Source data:
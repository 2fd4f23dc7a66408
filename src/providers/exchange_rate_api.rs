use super::util::{RetryPolicy, build_client, get_json, validate_rate, with_retry};
use crate::core::currency::CurrencyRateProvider;
use crate::core::error::FetchError;
use async_trait::async_trait;
use serde::Deserialize;
use std::collections::HashMap;
use tracing::{debug, instrument};

/// Official fiat rates from an exchangerate-api compatible endpoint.
pub struct ExchangeRateApiProvider {
    base_url: String,
    client: reqwest::Client,
    retry: RetryPolicy,
}

impl ExchangeRateApiProvider {
    pub fn new(base_url: &str, retry: RetryPolicy) -> Result<Self, FetchError> {
        Ok(Self {
            base_url: base_url.trim_end_matches('/').to_string(),
            client: build_client()?,
            retry,
        })
    }
}

#[derive(Debug, Deserialize)]
struct LatestRatesResponse {
    rates: HashMap<String, f64>,
}

#[async_trait]
impl CurrencyRateProvider for ExchangeRateApiProvider {
    #[instrument(name = "FiatRateFetch", skip(self))]
    async fn get_rate(&self, from: &str, to: &str) -> Result<f64, FetchError> {
        let url = format!("{}/v4/latest/{}", self.base_url, from.to_uppercase());

        let data: LatestRatesResponse =
            with_retry(|| get_json(&self.client, &url), self.retry).await?;

        let rate = data
            .rates
            .get(&to.to_uppercase())
            .copied()
            .ok_or_else(|| FetchError::parse(&url, format!("missing rate for {to}")))?;

        debug!(rate, "Fetched {}/{} rate", from, to);
        validate_rate(&url, to, rate)
    }
}

#[cfg(test)]
mod tests {
    use super::*;
    use wiremock::matchers::{method, path};
    use wiremock::{Mock, MockServer, ResponseTemplate};

    const NO_RETRY: RetryPolicy = RetryPolicy {
        retries: 0,
        delay_ms: 0,
    };

    async fn create_mock_server(base: &str, status: u16, body: &str) -> MockServer {
        let mock_server = MockServer::start().await;
        Mock::given(method("GET"))
            .and(path(format!("/v4/latest/{base}")))
            .respond_with(ResponseTemplate::new(status).set_body_string(body))
            .mount(&mock_server)
            .await;
        mock_server
    }

    #[tokio::test]
    async fn test_successful_rate_fetch() {
        let mock_server = create_mock_server(
            "USD",
            200,
            r#"{"base": "USD", "rates": {"USD": 1, "EUR": 0.92, "VES": 36.5}}"#,
        )
        .await;
        let provider = ExchangeRateApiProvider::new(&mock_server.uri(), NO_RETRY).unwrap();

        let rate = provider.get_rate("USD", "VES").await.unwrap();
        assert_eq!(rate, 36.5);
    }

    #[tokio::test]
    async fn test_missing_currency_is_parse_error() {
        let mock_server =
            create_mock_server("EUR", 200, r#"{"rates": {"USD": 1.08}}"#).await;
        let provider = ExchangeRateApiProvider::new(&mock_server.uri(), NO_RETRY).unwrap();

        let result = provider.get_rate("EUR", "VES").await;
        assert!(matches!(result, Err(FetchError::Parse { .. })));
        assert!(result.unwrap_err().to_string().contains("missing rate for VES"));
    }

    #[tokio::test]
    async fn test_server_error_is_network_error() {
        let mock_server = create_mock_server("USD", 500, "").await;
        let provider = ExchangeRateApiProvider::new(&mock_server.uri(), NO_RETRY).unwrap();

        let result = provider.get_rate("USD", "VES").await;
        assert!(matches!(result, Err(FetchError::Network { .. })));
        assert!(
            result
                .unwrap_err()
                .to_string()
                .contains("HTTP error: 500 Internal Server Error")
        );
    }

    #[tokio::test]
    async fn test_malformed_response() {
        let mock_server = create_mock_server("USD", 200, r#"{"result": "error"}"#).await;
        let provider = ExchangeRateApiProvider::new(&mock_server.uri(), NO_RETRY).unwrap();

        let result = provider.get_rate("USD", "VES").await;
        assert!(matches!(result, Err(FetchError::Parse { .. })));
    }
}
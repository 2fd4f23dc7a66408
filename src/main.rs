use anyhow::Result;
use clap::{CommandFactory, Parser, Subcommand, ValueEnum};
use ratewatch::core::conversion::{CryptoDirection, FiatDirection};
use ratewatch::core::log::init_logging;
use ratewatch::core::rates::{CryptoAsset, RateKind};

#[derive(Parser)]
#[command(version, about)]
struct Cli {
    /// Enable verbose logging
    #[arg(short, long, global = true)]
    verbose: bool,

    /// Path to optional configuration file
    #[arg(short, long, global = true)]
    config_path: Option<String>,

    #[command(subcommand)]
    command: Option<Commands>,
}

#[derive(Clone, Copy, ValueEnum)]
enum Direction {
    /// Foreign amount to local currency
    ToLocal,
    /// Local currency amount to foreign currency
    FromLocal,
}

impl From<Direction> for FiatDirection {
    fn from(direction: Direction) -> Self {
        match direction {
            Direction::ToLocal => FiatDirection::ToLocal,
            Direction::FromLocal => FiatDirection::FromLocal,
        }
    }
}

#[derive(Clone, Copy, ValueEnum)]
enum CryptoDirectionArg {
    /// Stablecoin amount to crypto
    StablecoinToCrypto,
    /// Crypto amount to stablecoin
    CryptoToStablecoin,
    /// Local currency amount to crypto
    LocalToCrypto,
    /// Crypto amount to local currency
    CryptoToLocal,
}

impl From<CryptoDirectionArg> for CryptoDirection {
    fn from(direction: CryptoDirectionArg) -> Self {
        match direction {
            CryptoDirectionArg::StablecoinToCrypto => CryptoDirection::StablecoinToCrypto,
            CryptoDirectionArg::CryptoToStablecoin => CryptoDirection::CryptoToStablecoin,
            CryptoDirectionArg::LocalToCrypto => CryptoDirection::LocalToCrypto,
            CryptoDirectionArg::CryptoToLocal => CryptoDirection::CryptoToLocal,
        }
    }
}

impl From<Commands> for ratewatch::AppCommand {
    fn from(cmd: Commands) -> ratewatch::AppCommand {
        match cmd {
            Commands::Rates => ratewatch::AppCommand::Rates,
            Commands::Crypto => ratewatch::AppCommand::Crypto,
            Commands::Convert {
                rate,
                direction,
                amount,
            } => ratewatch::AppCommand::Convert {
                rate,
                direction: direction.into(),
                amount,
            },
            Commands::Compare {
                first,
                second,
                direction,
                amount,
            } => ratewatch::AppCommand::Compare {
                first,
                second,
                direction: direction.into(),
                amount,
            },
            Commands::CryptoConvert {
                asset,
                direction,
                amount,
                subunit,
            } => ratewatch::AppCommand::CryptoConvert {
                asset,
                direction: direction.into(),
                amount,
                subunit,
            },
            Commands::Watch => ratewatch::AppCommand::Watch,
            Commands::Setup => unreachable!("Setup command should be handled separately"),
        }
    }
}

#[derive(Subcommand)]
enum Commands {
    /// Create default configuration
    Setup,
    /// Refresh and display exchange rates
    Rates,
    /// Refresh and display crypto prices
    Crypto,
    /// Convert an amount with one rate (usd, eur, usdt)
    Convert {
        #[arg(short, long, default_value = "usd")]
        rate: RateKind,
        #[arg(short, long, value_enum, default_value = "to-local")]
        direction: Direction,
        amount: f64,
    },
    /// Convert an amount with two rates and show their difference
    Compare {
        #[arg(long, default_value = "usd")]
        first: RateKind,
        #[arg(long, default_value = "usdt")]
        second: RateKind,
        #[arg(short, long, value_enum, default_value = "from-local")]
        direction: Direction,
        amount: f64,
    },
    /// Convert between crypto assets, the stablecoin and local currency
    CryptoConvert {
        #[arg(short, long, default_value = "BTC")]
        asset: CryptoAsset,
        #[arg(short, long, value_enum, default_value = "stablecoin-to-crypto")]
        direction: CryptoDirectionArg,
        /// Show BTC in satoshis and ETH in gwei
        #[arg(short, long)]
        subunit: bool,
        amount: f64,
    },
    /// Keep refreshing rates and prices on a schedule
    Watch,
}

#[tokio::main]
async fn main() -> Result<()> {
    let cli = Cli::parse();

    init_logging(cli.verbose);

    let result = match cli.command {
        Some(Commands::Setup) => ratewatch::cli::setup::setup(),
        Some(cmd) => ratewatch::run_command(cmd.into(), cli.config_path.as_deref()).await,
        None => {
            Cli::command().print_help()?;
            Ok(())
        }
    };

    if let Err(e) = &result {
        tracing::error!(error = %e, "Application failed");
    }
    result
}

What to do: Copy out each line carrying the string "configuration" from the data.

Result of this task:
    /// Path to optional configuration file
    /// Create default configuration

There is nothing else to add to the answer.